▸ Try it
For the data below, give the number of lines containing "closed" and nothing more.
──────
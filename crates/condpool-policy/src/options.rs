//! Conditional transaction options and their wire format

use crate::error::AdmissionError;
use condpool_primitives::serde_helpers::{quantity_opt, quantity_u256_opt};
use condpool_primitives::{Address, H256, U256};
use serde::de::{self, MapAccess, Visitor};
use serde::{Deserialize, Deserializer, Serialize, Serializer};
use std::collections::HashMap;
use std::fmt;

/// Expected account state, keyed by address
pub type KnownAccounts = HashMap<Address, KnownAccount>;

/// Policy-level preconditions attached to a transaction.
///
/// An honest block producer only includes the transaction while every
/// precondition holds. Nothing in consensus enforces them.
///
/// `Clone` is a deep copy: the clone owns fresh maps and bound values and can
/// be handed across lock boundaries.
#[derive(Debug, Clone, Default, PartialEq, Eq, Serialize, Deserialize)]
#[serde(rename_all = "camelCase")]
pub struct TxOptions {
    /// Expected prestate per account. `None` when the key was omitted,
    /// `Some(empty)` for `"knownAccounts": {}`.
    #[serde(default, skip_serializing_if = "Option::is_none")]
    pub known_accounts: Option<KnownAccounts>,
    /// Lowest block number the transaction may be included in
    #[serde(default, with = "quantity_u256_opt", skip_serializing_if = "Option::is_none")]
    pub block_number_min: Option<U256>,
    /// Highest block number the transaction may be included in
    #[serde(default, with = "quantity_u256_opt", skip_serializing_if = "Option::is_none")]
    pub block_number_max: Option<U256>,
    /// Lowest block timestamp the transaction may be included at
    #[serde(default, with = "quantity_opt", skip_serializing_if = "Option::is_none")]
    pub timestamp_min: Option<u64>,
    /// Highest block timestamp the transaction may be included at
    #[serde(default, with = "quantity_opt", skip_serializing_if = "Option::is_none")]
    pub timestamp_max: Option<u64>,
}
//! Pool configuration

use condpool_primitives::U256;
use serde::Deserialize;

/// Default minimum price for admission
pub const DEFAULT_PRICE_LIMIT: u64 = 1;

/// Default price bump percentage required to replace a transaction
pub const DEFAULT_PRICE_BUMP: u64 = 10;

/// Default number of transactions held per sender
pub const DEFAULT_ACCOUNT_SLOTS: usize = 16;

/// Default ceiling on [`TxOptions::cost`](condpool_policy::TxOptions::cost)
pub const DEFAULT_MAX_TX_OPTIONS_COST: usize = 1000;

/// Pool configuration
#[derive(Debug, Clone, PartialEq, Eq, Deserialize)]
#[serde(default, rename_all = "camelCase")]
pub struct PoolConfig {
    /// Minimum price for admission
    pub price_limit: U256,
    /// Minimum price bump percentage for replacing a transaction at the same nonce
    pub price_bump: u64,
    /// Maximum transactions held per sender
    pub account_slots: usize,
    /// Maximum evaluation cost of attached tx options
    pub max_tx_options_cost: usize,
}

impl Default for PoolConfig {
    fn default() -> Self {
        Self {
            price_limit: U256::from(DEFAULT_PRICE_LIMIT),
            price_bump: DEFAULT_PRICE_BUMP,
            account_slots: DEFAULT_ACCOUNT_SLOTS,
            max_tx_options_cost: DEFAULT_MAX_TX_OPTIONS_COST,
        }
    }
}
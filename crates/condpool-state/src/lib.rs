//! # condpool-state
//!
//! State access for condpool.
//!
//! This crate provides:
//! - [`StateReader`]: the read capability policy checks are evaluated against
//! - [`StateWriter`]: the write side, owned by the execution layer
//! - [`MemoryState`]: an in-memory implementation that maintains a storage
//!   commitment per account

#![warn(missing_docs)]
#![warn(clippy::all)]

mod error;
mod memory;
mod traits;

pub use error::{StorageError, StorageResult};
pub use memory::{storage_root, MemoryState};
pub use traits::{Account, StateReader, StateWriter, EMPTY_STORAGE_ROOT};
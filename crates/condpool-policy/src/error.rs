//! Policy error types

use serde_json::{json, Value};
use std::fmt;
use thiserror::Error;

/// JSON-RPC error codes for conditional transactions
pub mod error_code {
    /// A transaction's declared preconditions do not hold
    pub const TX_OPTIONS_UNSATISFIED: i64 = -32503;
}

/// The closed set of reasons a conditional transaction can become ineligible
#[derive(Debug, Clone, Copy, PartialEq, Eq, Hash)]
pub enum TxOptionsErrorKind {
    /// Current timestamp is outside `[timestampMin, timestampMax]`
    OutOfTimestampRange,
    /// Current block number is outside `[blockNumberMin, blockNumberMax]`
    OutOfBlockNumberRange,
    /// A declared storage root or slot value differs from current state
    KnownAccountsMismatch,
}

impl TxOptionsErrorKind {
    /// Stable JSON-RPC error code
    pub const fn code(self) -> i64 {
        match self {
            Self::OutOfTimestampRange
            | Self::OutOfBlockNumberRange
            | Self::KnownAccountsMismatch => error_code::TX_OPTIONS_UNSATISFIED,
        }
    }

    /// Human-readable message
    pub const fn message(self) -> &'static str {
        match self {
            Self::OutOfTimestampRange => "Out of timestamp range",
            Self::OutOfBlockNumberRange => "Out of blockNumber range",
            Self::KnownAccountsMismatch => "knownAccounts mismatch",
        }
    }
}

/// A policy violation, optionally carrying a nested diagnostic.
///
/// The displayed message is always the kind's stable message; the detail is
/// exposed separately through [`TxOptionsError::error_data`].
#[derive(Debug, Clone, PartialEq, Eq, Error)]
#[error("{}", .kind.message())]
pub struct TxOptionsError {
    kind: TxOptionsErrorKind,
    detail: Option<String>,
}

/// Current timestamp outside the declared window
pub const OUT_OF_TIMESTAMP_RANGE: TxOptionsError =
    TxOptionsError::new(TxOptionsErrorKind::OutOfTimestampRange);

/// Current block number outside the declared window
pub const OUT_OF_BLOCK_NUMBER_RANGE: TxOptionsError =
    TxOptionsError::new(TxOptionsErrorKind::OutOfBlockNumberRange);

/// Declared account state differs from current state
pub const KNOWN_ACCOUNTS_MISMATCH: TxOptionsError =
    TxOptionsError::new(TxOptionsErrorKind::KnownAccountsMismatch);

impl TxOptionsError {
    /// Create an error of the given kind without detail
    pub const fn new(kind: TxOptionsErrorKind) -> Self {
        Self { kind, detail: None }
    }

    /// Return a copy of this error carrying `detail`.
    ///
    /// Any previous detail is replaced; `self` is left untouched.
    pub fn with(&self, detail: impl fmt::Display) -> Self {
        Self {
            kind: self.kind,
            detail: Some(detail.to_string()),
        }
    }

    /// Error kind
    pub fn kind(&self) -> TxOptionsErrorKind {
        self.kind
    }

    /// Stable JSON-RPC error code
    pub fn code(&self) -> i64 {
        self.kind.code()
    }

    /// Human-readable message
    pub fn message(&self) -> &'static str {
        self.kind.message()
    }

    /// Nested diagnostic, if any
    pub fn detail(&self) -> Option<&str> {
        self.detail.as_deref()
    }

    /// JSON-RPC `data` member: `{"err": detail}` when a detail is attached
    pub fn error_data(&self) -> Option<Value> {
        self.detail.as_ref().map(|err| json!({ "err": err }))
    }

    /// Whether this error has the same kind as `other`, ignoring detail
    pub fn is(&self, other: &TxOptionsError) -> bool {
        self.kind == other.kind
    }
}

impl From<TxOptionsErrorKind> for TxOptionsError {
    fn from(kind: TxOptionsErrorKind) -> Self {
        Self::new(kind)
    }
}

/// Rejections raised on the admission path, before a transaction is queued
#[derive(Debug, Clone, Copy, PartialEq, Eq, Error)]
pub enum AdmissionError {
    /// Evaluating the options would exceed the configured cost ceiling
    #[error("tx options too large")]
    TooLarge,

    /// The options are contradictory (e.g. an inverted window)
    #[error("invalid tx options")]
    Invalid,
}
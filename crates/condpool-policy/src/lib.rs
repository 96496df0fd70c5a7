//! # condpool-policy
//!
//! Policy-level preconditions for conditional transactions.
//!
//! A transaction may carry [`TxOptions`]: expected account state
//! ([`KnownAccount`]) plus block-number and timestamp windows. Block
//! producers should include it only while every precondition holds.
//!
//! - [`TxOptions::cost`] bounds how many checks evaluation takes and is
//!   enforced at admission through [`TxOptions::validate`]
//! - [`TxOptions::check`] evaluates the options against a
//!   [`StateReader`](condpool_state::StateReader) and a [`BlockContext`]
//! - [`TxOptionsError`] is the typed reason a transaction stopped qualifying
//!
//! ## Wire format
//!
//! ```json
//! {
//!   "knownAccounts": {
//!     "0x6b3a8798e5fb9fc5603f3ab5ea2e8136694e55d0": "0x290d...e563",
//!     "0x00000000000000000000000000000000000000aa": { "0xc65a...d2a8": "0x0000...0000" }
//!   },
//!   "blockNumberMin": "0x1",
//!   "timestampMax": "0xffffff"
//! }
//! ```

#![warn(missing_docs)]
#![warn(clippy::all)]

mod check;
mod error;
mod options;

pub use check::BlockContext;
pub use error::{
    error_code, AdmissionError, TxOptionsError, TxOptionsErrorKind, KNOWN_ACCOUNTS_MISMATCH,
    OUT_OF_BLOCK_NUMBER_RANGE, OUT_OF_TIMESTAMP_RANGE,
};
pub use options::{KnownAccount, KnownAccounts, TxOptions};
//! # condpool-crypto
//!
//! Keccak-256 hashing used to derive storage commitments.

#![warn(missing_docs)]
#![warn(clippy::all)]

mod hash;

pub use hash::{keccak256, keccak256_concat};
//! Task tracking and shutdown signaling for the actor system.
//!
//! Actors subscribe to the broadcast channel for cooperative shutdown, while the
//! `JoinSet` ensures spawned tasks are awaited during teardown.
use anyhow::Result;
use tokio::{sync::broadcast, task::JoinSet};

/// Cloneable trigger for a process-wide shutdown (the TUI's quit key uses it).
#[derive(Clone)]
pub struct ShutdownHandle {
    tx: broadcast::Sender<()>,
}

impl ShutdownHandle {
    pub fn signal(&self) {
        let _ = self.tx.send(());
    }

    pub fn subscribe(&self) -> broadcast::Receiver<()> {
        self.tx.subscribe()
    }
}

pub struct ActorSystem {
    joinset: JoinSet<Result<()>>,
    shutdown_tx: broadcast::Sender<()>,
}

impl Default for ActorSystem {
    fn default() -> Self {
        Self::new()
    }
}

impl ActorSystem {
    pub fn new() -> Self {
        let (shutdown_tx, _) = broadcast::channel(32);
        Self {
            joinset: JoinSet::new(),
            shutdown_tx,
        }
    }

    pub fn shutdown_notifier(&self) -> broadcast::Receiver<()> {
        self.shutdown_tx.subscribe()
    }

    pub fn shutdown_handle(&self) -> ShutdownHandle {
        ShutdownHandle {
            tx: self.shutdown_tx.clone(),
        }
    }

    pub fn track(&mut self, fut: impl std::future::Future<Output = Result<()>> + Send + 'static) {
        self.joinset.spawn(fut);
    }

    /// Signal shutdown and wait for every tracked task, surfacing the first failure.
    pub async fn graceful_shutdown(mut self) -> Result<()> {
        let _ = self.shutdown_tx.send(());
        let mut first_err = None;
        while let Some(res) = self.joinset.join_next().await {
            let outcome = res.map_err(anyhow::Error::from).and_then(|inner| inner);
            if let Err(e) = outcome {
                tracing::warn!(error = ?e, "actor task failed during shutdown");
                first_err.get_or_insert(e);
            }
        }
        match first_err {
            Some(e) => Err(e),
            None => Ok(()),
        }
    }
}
──────
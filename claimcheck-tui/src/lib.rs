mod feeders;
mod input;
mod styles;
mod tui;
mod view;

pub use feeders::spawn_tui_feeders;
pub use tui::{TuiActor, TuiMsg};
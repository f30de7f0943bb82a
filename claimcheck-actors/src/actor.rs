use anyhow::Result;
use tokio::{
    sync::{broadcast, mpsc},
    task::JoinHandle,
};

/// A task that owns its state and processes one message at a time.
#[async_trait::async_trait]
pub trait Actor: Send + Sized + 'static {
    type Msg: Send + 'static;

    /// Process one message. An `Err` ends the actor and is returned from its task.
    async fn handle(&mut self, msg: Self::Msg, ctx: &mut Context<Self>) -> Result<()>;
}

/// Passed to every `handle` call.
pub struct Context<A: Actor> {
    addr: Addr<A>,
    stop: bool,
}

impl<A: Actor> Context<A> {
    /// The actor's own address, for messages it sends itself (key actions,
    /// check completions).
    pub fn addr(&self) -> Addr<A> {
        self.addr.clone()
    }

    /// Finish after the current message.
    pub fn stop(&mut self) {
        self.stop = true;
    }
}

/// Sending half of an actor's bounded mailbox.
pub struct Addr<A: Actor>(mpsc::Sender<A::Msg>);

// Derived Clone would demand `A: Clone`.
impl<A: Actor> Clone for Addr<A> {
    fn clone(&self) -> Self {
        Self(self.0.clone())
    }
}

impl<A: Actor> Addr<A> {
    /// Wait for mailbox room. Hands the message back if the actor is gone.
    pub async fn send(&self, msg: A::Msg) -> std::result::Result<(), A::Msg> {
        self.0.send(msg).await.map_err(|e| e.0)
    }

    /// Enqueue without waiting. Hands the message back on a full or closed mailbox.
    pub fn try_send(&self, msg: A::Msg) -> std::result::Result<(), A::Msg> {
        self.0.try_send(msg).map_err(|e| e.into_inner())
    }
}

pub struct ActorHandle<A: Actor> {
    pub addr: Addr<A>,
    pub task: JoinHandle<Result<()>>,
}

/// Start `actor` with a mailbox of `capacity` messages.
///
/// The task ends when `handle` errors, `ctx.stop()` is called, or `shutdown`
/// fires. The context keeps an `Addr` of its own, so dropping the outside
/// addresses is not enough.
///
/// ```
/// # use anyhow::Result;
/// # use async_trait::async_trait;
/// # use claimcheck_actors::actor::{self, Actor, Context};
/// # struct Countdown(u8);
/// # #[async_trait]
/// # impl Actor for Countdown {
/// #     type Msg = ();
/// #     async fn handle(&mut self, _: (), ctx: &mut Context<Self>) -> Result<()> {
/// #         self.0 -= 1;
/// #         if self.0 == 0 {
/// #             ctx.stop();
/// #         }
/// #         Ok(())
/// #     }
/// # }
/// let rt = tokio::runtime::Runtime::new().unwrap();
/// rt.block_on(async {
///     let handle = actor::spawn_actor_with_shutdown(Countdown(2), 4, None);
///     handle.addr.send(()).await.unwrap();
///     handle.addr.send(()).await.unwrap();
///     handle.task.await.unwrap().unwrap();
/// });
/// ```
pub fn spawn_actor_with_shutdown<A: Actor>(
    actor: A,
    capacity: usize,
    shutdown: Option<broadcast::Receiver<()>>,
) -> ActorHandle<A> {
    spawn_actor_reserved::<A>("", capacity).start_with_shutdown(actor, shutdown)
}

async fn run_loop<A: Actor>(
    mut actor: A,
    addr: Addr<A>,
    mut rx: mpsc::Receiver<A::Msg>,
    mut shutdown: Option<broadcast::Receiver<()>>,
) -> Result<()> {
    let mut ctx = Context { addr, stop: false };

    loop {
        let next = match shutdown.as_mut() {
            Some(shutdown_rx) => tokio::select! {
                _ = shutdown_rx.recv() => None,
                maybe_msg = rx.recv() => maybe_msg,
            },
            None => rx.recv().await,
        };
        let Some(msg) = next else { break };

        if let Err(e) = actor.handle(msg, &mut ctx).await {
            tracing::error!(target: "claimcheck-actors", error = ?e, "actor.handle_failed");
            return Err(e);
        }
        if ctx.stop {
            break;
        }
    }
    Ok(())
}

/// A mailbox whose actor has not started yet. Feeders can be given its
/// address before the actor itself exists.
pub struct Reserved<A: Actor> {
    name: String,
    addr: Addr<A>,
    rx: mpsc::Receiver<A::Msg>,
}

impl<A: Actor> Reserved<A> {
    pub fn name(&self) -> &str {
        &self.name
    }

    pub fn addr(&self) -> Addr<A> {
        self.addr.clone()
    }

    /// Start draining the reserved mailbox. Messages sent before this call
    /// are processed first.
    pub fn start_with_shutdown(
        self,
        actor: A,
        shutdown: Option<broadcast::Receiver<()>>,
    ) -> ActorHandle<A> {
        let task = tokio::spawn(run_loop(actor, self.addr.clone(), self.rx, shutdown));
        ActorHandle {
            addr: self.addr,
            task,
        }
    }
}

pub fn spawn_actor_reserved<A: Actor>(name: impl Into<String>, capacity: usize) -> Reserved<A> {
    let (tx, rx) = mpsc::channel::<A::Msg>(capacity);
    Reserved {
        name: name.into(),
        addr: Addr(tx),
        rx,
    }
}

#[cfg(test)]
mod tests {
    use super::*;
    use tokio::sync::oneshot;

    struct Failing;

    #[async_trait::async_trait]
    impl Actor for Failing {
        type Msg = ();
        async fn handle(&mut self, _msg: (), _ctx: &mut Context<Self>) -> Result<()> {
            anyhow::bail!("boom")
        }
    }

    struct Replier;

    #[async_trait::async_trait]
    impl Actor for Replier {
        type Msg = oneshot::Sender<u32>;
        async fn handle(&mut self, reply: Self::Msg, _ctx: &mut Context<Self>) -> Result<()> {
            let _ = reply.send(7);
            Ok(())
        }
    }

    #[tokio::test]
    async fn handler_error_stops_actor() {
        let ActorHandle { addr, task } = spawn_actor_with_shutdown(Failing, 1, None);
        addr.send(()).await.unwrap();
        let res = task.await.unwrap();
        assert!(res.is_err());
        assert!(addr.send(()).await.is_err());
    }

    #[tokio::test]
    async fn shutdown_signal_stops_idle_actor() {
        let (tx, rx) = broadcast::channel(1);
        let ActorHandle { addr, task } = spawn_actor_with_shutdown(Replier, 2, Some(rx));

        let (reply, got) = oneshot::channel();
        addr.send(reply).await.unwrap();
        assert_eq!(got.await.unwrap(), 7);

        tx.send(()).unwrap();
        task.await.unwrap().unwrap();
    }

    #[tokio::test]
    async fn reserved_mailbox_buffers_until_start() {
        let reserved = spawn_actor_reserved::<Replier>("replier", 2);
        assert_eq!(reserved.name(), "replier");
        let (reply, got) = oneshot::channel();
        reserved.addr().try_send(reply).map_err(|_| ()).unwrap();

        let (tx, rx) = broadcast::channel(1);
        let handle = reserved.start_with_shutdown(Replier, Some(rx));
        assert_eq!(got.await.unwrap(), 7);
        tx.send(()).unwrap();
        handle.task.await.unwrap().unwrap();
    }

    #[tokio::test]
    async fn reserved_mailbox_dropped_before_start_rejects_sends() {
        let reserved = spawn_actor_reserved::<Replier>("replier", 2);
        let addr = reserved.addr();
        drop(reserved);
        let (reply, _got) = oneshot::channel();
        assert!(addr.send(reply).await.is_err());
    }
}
──────
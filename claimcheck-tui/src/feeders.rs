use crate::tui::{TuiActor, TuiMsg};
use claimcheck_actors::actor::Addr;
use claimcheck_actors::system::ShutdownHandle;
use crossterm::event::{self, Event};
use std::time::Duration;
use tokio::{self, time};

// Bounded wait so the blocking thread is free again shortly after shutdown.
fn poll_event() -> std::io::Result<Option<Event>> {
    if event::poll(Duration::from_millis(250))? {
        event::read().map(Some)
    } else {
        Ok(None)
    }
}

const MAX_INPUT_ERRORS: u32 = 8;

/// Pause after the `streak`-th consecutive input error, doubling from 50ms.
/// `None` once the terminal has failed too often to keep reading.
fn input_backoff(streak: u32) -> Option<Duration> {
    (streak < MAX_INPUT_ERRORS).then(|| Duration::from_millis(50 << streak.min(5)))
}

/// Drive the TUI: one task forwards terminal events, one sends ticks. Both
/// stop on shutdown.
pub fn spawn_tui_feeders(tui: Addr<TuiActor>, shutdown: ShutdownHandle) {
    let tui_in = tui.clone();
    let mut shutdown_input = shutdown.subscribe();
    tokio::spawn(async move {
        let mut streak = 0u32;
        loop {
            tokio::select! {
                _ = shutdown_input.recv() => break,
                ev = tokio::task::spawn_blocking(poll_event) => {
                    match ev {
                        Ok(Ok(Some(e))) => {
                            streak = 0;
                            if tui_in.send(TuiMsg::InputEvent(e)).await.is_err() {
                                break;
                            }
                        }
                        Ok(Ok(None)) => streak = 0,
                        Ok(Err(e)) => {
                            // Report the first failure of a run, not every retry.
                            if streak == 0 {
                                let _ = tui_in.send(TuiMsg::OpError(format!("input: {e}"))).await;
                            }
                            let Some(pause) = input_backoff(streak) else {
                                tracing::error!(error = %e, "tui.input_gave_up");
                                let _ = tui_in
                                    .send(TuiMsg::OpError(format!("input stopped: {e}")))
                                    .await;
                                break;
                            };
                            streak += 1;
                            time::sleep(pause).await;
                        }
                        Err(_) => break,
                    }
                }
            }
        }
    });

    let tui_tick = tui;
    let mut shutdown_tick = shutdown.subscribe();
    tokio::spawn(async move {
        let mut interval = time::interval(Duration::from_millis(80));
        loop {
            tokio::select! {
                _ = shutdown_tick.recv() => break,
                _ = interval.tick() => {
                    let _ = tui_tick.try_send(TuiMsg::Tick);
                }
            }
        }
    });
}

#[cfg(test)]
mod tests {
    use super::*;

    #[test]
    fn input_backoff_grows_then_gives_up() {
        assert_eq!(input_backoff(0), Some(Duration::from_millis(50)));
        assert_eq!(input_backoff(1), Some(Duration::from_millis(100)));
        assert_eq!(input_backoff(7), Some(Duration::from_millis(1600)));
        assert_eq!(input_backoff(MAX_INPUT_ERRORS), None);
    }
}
──────
▸ Task response
2